### Required action:
For the data below, say how many lines contain "username". Only the number should be given.

************

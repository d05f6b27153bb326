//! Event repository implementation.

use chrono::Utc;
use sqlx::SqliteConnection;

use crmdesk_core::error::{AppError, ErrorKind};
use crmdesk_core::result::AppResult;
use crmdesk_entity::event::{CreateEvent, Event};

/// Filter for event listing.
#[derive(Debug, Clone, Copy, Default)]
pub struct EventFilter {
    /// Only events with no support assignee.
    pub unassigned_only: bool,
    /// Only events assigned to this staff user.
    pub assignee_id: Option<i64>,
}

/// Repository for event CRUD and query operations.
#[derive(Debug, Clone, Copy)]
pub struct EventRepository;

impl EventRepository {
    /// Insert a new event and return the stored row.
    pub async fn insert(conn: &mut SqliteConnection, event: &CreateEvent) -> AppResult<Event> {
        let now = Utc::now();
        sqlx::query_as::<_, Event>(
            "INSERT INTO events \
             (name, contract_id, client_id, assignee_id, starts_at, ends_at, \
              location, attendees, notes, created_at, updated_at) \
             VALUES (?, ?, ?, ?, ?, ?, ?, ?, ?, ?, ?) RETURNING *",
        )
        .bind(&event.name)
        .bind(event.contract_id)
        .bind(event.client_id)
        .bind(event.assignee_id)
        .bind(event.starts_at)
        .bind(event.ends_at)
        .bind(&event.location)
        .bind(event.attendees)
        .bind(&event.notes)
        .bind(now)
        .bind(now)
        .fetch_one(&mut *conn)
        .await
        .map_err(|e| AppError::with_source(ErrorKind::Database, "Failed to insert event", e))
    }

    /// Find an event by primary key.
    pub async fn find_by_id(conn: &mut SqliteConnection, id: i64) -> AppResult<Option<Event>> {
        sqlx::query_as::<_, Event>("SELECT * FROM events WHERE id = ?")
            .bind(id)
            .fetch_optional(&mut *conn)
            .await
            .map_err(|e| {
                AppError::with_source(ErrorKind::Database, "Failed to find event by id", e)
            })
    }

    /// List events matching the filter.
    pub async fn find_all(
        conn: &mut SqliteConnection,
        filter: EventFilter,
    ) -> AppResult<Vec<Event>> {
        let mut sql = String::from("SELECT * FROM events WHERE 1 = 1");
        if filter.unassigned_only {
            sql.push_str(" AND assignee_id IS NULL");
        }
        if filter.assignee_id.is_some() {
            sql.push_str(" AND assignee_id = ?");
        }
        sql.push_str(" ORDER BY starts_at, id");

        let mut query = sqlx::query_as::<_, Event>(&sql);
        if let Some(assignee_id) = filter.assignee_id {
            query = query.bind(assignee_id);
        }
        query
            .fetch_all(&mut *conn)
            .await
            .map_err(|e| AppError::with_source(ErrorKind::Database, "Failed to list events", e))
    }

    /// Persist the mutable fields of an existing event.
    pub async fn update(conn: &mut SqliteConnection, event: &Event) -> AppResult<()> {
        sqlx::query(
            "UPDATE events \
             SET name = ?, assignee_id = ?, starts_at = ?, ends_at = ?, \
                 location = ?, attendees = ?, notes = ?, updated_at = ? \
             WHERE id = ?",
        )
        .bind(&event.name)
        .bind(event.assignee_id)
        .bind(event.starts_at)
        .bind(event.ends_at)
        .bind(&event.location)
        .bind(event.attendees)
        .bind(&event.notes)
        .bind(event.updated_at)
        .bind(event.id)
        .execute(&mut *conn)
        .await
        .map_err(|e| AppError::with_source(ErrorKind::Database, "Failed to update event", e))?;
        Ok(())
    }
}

************

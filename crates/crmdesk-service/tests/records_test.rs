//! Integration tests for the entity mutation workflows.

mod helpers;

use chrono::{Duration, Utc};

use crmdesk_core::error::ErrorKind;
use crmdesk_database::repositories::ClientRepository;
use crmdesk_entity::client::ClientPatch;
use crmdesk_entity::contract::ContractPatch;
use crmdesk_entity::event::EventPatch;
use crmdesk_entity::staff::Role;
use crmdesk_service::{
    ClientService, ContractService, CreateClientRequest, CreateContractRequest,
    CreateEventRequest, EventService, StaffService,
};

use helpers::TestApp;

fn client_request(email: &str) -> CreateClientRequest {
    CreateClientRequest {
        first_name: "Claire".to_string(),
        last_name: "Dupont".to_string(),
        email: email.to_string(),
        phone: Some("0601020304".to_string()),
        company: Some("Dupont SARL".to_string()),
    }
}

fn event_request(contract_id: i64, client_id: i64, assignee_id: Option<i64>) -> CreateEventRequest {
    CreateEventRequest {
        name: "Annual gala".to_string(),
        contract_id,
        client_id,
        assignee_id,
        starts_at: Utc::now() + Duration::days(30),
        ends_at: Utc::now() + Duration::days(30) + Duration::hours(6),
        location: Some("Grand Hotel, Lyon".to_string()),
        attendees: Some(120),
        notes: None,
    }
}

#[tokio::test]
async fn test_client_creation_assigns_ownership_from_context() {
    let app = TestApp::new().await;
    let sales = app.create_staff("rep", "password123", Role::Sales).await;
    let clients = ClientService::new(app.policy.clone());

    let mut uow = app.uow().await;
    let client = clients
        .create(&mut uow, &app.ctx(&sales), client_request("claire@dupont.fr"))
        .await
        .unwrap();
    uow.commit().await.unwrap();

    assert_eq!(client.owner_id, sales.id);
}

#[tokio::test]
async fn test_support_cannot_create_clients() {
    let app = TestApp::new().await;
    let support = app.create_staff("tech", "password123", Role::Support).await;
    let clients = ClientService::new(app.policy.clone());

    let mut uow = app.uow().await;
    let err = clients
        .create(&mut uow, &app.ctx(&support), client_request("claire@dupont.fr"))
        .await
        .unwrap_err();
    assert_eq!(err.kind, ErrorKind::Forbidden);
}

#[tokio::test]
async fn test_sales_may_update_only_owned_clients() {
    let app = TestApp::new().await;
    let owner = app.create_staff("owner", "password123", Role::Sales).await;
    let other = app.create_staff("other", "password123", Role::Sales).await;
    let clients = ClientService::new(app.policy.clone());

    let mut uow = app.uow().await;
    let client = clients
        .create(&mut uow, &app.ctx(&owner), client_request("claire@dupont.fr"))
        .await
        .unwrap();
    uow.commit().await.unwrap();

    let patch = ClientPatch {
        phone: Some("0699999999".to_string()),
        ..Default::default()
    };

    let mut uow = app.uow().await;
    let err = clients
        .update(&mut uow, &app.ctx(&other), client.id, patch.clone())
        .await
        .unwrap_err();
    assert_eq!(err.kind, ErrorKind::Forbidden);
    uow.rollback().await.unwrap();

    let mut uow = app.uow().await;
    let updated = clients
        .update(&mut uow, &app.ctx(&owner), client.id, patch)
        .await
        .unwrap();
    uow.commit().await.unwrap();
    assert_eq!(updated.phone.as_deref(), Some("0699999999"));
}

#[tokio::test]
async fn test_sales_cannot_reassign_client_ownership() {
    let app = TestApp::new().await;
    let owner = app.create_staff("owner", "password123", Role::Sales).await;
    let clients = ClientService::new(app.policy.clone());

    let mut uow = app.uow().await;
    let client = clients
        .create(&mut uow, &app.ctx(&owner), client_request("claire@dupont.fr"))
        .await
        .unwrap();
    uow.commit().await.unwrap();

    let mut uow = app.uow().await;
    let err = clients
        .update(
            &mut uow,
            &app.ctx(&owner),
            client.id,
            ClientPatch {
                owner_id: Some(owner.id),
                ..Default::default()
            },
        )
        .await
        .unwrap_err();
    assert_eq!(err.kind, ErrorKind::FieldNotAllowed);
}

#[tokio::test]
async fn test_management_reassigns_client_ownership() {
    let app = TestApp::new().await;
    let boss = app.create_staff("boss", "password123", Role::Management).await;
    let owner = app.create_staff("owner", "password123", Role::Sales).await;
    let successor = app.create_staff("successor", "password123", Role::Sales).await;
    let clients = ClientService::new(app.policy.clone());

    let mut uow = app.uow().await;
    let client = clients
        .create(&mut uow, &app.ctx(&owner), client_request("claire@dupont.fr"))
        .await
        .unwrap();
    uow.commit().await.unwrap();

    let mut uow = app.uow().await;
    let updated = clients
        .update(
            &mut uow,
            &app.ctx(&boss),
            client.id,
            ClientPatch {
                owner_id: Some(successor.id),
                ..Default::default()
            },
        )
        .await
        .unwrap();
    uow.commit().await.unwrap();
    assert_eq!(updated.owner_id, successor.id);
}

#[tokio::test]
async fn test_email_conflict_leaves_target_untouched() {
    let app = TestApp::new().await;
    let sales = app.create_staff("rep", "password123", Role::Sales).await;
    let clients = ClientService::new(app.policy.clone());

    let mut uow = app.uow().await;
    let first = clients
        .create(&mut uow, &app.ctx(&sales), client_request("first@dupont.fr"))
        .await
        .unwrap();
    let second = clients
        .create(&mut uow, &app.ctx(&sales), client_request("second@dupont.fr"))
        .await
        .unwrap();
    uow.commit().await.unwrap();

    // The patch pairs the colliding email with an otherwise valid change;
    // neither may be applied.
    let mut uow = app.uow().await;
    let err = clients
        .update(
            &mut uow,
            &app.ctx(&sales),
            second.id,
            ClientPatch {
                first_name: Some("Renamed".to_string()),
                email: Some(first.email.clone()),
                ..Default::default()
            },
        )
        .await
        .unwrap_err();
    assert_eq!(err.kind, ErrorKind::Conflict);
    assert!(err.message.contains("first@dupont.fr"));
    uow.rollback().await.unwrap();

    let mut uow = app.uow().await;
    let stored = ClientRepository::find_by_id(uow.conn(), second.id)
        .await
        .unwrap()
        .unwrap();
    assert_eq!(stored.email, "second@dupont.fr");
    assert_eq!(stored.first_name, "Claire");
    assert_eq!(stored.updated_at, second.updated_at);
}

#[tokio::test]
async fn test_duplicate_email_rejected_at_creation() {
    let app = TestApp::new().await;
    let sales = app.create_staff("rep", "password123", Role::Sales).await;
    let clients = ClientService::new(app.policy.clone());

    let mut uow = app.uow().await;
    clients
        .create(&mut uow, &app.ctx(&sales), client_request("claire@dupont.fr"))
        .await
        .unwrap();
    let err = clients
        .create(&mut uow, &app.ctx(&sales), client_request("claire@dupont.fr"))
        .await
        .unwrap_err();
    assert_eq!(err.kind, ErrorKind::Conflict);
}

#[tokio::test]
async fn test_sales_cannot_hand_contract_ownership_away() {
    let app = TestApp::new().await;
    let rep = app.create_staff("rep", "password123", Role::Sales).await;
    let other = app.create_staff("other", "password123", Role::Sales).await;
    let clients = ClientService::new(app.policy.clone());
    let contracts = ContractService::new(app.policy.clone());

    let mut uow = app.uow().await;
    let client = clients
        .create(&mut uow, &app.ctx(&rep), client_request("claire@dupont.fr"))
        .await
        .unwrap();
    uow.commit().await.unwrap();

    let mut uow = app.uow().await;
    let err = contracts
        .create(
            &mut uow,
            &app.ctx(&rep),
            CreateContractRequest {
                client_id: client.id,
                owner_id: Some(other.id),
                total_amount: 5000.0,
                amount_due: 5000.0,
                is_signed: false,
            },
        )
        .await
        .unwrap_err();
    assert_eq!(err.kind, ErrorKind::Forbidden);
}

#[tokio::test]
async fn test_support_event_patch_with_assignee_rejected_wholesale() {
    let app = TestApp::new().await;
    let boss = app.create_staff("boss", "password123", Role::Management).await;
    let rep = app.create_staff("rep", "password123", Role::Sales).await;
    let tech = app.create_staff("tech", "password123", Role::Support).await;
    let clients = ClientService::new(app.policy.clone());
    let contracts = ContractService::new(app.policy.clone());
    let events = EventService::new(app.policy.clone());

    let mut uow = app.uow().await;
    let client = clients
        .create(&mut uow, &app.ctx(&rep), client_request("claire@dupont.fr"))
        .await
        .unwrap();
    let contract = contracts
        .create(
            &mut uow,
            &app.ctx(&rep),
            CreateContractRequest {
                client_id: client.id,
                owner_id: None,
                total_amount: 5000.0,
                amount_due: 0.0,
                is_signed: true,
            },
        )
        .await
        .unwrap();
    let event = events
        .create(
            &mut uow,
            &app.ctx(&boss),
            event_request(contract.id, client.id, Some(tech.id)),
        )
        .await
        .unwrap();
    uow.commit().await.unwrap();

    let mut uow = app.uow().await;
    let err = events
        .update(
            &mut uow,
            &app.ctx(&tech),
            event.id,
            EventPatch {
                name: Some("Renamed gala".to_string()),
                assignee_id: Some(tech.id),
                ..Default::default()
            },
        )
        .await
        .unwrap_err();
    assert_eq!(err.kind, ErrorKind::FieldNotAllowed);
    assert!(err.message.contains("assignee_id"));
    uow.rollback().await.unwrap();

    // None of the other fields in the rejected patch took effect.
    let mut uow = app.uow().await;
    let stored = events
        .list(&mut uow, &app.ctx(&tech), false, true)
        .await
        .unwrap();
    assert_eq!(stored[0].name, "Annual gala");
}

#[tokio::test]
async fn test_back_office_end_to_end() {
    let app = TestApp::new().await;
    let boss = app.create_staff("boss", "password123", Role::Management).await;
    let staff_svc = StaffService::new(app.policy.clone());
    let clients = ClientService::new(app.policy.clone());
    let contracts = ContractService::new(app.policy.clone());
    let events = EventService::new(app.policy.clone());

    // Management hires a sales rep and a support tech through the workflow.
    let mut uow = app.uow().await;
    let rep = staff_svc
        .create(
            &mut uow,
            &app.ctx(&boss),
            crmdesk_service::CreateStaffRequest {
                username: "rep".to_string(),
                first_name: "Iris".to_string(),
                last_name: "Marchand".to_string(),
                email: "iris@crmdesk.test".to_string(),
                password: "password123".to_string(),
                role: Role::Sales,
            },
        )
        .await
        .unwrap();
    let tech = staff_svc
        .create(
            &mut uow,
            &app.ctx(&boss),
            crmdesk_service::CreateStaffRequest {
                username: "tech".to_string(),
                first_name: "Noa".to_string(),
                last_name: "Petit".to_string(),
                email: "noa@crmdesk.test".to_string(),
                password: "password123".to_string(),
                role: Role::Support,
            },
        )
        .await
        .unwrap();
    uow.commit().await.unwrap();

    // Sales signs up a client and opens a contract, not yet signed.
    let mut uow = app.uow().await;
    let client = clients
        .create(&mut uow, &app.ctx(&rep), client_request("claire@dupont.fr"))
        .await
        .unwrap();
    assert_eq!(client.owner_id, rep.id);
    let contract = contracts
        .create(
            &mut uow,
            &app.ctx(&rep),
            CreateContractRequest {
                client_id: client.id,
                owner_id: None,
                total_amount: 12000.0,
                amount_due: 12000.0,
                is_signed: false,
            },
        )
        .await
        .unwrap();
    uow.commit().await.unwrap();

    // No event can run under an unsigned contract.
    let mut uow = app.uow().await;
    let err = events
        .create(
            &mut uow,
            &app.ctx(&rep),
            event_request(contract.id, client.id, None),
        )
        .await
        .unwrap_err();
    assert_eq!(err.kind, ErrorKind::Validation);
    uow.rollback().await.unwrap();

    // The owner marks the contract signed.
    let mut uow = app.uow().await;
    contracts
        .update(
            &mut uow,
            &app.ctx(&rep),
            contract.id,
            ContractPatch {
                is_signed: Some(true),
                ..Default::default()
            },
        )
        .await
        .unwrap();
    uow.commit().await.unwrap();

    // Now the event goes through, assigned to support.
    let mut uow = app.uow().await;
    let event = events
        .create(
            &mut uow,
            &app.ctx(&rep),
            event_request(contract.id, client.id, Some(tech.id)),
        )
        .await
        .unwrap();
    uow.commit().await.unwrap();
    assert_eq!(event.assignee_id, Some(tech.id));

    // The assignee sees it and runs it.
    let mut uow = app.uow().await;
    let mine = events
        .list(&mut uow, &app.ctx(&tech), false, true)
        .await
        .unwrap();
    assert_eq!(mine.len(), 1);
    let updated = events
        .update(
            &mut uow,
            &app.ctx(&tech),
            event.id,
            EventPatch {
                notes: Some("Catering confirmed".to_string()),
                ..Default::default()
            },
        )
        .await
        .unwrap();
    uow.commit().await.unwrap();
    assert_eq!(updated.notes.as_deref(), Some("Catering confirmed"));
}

************

### Output of the task:
2